You can have a car battery and a motorcycle battery, both of which are 12V, but say the car battery can move more charge than the motorcycle battery. This amounts to the car battery being able to transfer more energy than the motorcycle battery. In saying that the car battery can move more charge, is this the same thing as saying the car battery can output a higher current than the motorcycle battery?

Next, if you place both batteries in circuits with identical resistances, it would seem that by Ohm's law they should output the same current. Is this where internal resistance comes into play? Is it the physical properties of the two batteries that would result in different internal resistances? The car battery, being larger, having more chemical capacity can move more charge or output more current than the motorcycle battery and we describe this in terms of a smaller internal resistance for the car battery than the motorcycle battery. Correct or no?

 

Correct or no?

Basically correct.
A car battery can output higher current than a motorcycle battery because the car battery has a larger plate area, and thus a lower internal resistance.

 

The size of the battery determines CAPACITY (how much current it has intrinsically by whatever internal process is being used to generate current). Voltage is the force, or the potential of the current to want to move, by design.

Both batteries have the same potential, so both batteries will move current at approximately the same rate, given the same external resistance between the poles (aka load). Internal resistances are a slightly difference discussion than the example you're providing.

In the case of your example, both batteries having the same external resistance (aka 'load')-- the larger battery will output the same level of current at the rated voltage for a LONGER period of time- This is why batteries are rated in Ah, not just A.

If you remove the external resistance and short the poles, the larger battery will output more current because it has nothing resisting that transfer- so it will attempt to equalize the difference between the poles as quickly as possible, just like the smaller battery.
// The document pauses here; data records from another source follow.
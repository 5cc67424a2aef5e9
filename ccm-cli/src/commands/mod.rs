//! Commands module
//!
//! Defines all CLI commands and their handlers.

mod health;
mod submit;
mod tasks;
mod watch;
mod workers;

use anyhow::Result;
use ccm_core::domain::task::TaskMode;
use ccm_sync::StatusFilter;
use clap::Subcommand;

use crate::config::Config;

/// Top-level CLI commands
#[derive(Subcommand)]
pub enum Commands {
    /// Follow the queue live and submit tasks from stdin
    Watch {
        /// Only show tasks with this status (all, queued, running, done, failed)
        #[arg(short, long)]
        status: Option<StatusFilter>,
    },
    /// Submit a new task
    Submit {
        /// What the task should do
        prompt: String,

        /// Project to run the task in (defaults to --project)
        #[arg(long)]
        project: Option<String>,

        /// Execution mode (execute or plan)
        #[arg(short, long, default_value = "execute")]
        mode: TaskMode,
    },
    /// List recent tasks
    Tasks {
        /// Only show tasks with this status
        #[arg(short, long)]
        status: Option<StatusFilter>,
    },
    /// Show one task, including its result
    Task {
        /// Task ID
        id: String,
    },
    /// List workers
    Workers,
    /// Check whether the server is up
    Health,
}

/// Handle a CLI command
///
/// Routes the command to the appropriate handler module.
///
/// # Arguments
/// * `command` - The command to execute
/// * `config` - The CLI configuration
pub async fn handle_command(command: Commands, config: &Config) -> Result<()> {
    match command {
        Commands::Watch { status } => watch::handle_watch(config, status.unwrap_or_default()).await,
        Commands::Submit {
            prompt,
            project,
            mode,
        } => submit::handle_submit(config, &prompt, project, mode).await,
        Commands::Tasks { status } => tasks::list_tasks(config, status.unwrap_or_default()).await,
        Commands::Task { id } => tasks::show_task(config, &id).await,
        Commands::Workers => workers::list_workers(config).await,
        Commands::Health => health::check_health(config).await,
    }
}
//! Task DTOs for communication with the task server

use serde::{Deserialize, Serialize};

use crate::domain::task::TaskMode;

/// Maximum number of characters of the prompt used as the task title
pub const TITLE_MAX_CHARS: usize = 50;

/// Request body for `POST /api/tasks`
#[derive(Debug, Clone, PartialEq, Eq, Serialize, Deserialize)]
pub struct CreateTask {
    pub project: String,
    pub title: String,
    pub prompt: String,
    pub mode: TaskMode,
}

impl CreateTask {
    /// Builds a request whose title is derived from the prompt
    ///
    /// The prompt itself is sent verbatim.
    pub fn from_prompt(
        project: impl Into<String>,
        prompt: impl Into<String>,
        mode: TaskMode,
    ) -> Self {
        let prompt = prompt.into();
        Self {
            project: project.into(),
            title: derive_title(&prompt),
            prompt,
            mode,
        }
    }
}

/// Derives a display title from a prompt
///
/// The first [`TITLE_MAX_CHARS`] characters of the prompt, taken as typed
/// and never splitting a character.
pub fn derive_title(prompt: &str) -> String {
    prompt.chars().take(TITLE_MAX_CHARS).collect()
}
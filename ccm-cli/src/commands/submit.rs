//! Submit command handler

use anyhow::{Context, Result};
use ccm_core::domain::task::TaskMode;
use ccm_sync::{Session, StatusFilter, SubmitOutcome};
use colored::*;

use crate::config::Config;
use crate::render::print_tasks;

/// Submit one task, then show the refreshed queue
pub async fn handle_submit(
    config: &Config,
    prompt: &str,
    project: Option<String>,
    mode: TaskMode,
) -> Result<()> {
    let session = Session::connect(&config.sync_config()?)?;
    let project = project.unwrap_or_else(|| session.config().default_project.clone());

    let outcome = session
        .submissions()
        .submit(&project, prompt, mode)
        .await
        .context("Task was not submitted")?;

    if outcome == SubmitOutcome::Submitted {
        println!(
            "{} {}",
            "✓".green(),
            format!("Submitted to {} ({})", project, mode).bold()
        );
    }

    session
        .synchronizer()
        .refresh_once()
        .await
        .context("Task submitted, but the queue could not be refreshed")?;

    println!();
    print_tasks(
        &session.store().filtered_tasks(StatusFilter::All),
        "Recent tasks",
    );

    Ok(())
}
//! CC Manager Sync Engine
//!
//! Keeps a local view of the remote task queue in step with the server.
//!
//! Architecture:
//! - View: the reconciled snapshot plus UI-local state, published to readers
//!   through a watch channel
//! - Synchronizer: one refresh cycle (fetch tasks and workers, reconcile)
//! - Scheduler: runs refresh cycles on a fixed interval, one at a time
//! - Submission: validates and sends new tasks, one at a time
//!
//! [`Session`] wires these together for a given configuration.

pub mod config;
pub mod error;
pub mod scheduler;
pub mod session;
pub mod submission;
pub mod synchronizer;
pub mod view;

#[cfg(test)]
pub(crate) mod testing;

pub use config::SyncConfig;
pub use error::{SyncError, ValidationError};
pub use scheduler::{PollScheduler, RefreshTask, RefreshTrigger, SchedulerStats};
pub use session::Session;
pub use submission::{SubmissionController, SubmitOutcome};
pub use synchronizer::{RefreshReport, Synchronizer};
pub use view::{
    Draft, Notice, NoticeLevel, StatusFilter, SyncStatus, TaskProjection, ViewModelStore,
    ViewState, filter_tasks,
};
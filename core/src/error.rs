use thiserror::Error;

/// Construction-time configuration mistakes. In-game misuse (out-of-bounds
/// coordinates, moves after the game ended) is not an error; those actions
/// are defined as no-ops and reported through the outcome enums.
#[derive(Error, Debug, Copy, Clone, PartialEq, Eq)]
pub enum GameError {
    #[error("board must have at least one row and one column")]
    EmptyBoard,
    #[error("more mines requested than non-corner cells")]
    TooManyMines,
    #[error("board values are not a consistent minefield")]
    InvalidBoardValues,
    #[error("coordinates outside the board")]
    InvalidCoords,
}

pub type Result<T> = core::result::Result<T, GameError>;
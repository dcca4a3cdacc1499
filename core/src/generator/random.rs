use ndarray::Array2;
use rand::rngs::SmallRng;
use rand::{Rng, SeedableRng};

use super::*;

/// Rejection-sampling generator: picks uniformly random positions, skipping
/// corners and cells already mined, until the requested count is placed.
/// Always terminates since the mine count is capped at cells - 4.
#[derive(Copy, Clone, Debug, PartialEq)]
pub struct RandomBoardGenerator {
    seed: u64,
}

impl RandomBoardGenerator {
    pub const fn new(seed: u64) -> Self {
        Self { seed }
    }
}

impl BoardGenerator for RandomBoardGenerator {
    fn generate(self, config: GameConfig) -> Result<Board> {
        config.validate()?;

        let bounds = (config.rows, config.cols);
        let corner_cells = corners(bounds);
        let mut values: Array2<i8> =
            Array2::zeros((usize::from(config.rows), usize::from(config.cols)));

        let mut rng = SmallRng::seed_from_u64(self.seed);
        let mut placed: CellCount = 0;
        while placed < config.mines {
            let coords = (
                rng.random_range(0..config.rows),
                rng.random_range(0..config.cols),
            );
            if corner_cells.contains(&coords) || values[coords.to_nd_index()] == MINE {
                continue;
            }
            values[coords.to_nd_index()] = MINE;
            placed += 1;
        }
        log::debug!(
            "placed {} mines on a {}x{} board",
            placed,
            config.rows,
            config.cols
        );

        Ok(Board::from_mine_grid(values))
    }
}
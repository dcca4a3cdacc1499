use crate::*;

pub use random::*;

mod random;

/// Produces the minefield for a fresh game. Implementations must honor the
/// corner-safety rule: none of the 4 corner cells may hold a mine.
pub trait BoardGenerator {
    fn generate(self, config: GameConfig) -> Result<Board>;
}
As crutschow stated, the larger battery has larger plates (ie. greater capacity), so it will dump more current.

Remember that Ohm's Law is a reciprocal equation. It has 3 components- 2 real, and one conceptual. Voltage is the conceptual component. It is the value that represents the relationship of a fraction or ratio between the flow of electrons (current), and the impedance (anything resisting that flow) limiting their ability to flow/move. Furthermore, voltage usually references the amount of potential lost/dropped in order to get current to flow, not what is left. In other words E = IR is how we figure out how much voltage it took to get current to flow through the resistance.

 

Hello there
The potential difference of a typical car battery is 12 V. The potential difference is set up by the electromotive force generated by chemical reactions. The electrolyte used in automotive batteries is a strong solution of sulfuric acid and distilled water. The chemical reaction inside a car battery can be reversed

 

Yes and yes.

The design of the battery and all its physical properties, size, number of plates, chemistry, temperature, age and level of charge will determine its capacity and current delivering capabilities.

Two different batteries may output the save voltage and current. The battery with a higher capacity (units of Ah) will maintain the voltage longer than one with lower capacity.

An aging battery may still show the proper nominal output voltage with no load but fail to deliver any appreciable current into a load. As a battery ages its internal resistance increases. Internal resistance plays a significant factor in the ability of the battery to supply current at the nominal voltage.

 

Taking the example to the extreme, you can compare a hefty auto battery with an A23 remote control battery.
Both will be roughly 12 volts open circuit, but the car battery will deliver massively higher short circuit currents.

 

Is it the physical properties of the two batteries that would result in different internal resistances?

I know a bunch of people have given good answers. You probably got your answer already. Nevertheless, here's mine:

Assume the electrolyte is just a bunch of parallel resistors. The larger battery has more electrolyte than the smaller battery. Ohms law predicts how the resistance is going to be lower in an environment such as a bunch more parallel resistors. Hopefully the illustration will explain it. The four sets of resistors and their associated plates represent the smaller battery. This is true of all batteries that I know of; smaller batteries have less energy and higher internal resistance for a given chemistry. Different chemistries will have differing properties, nevertheless, a larger battery will have lower internal resistance.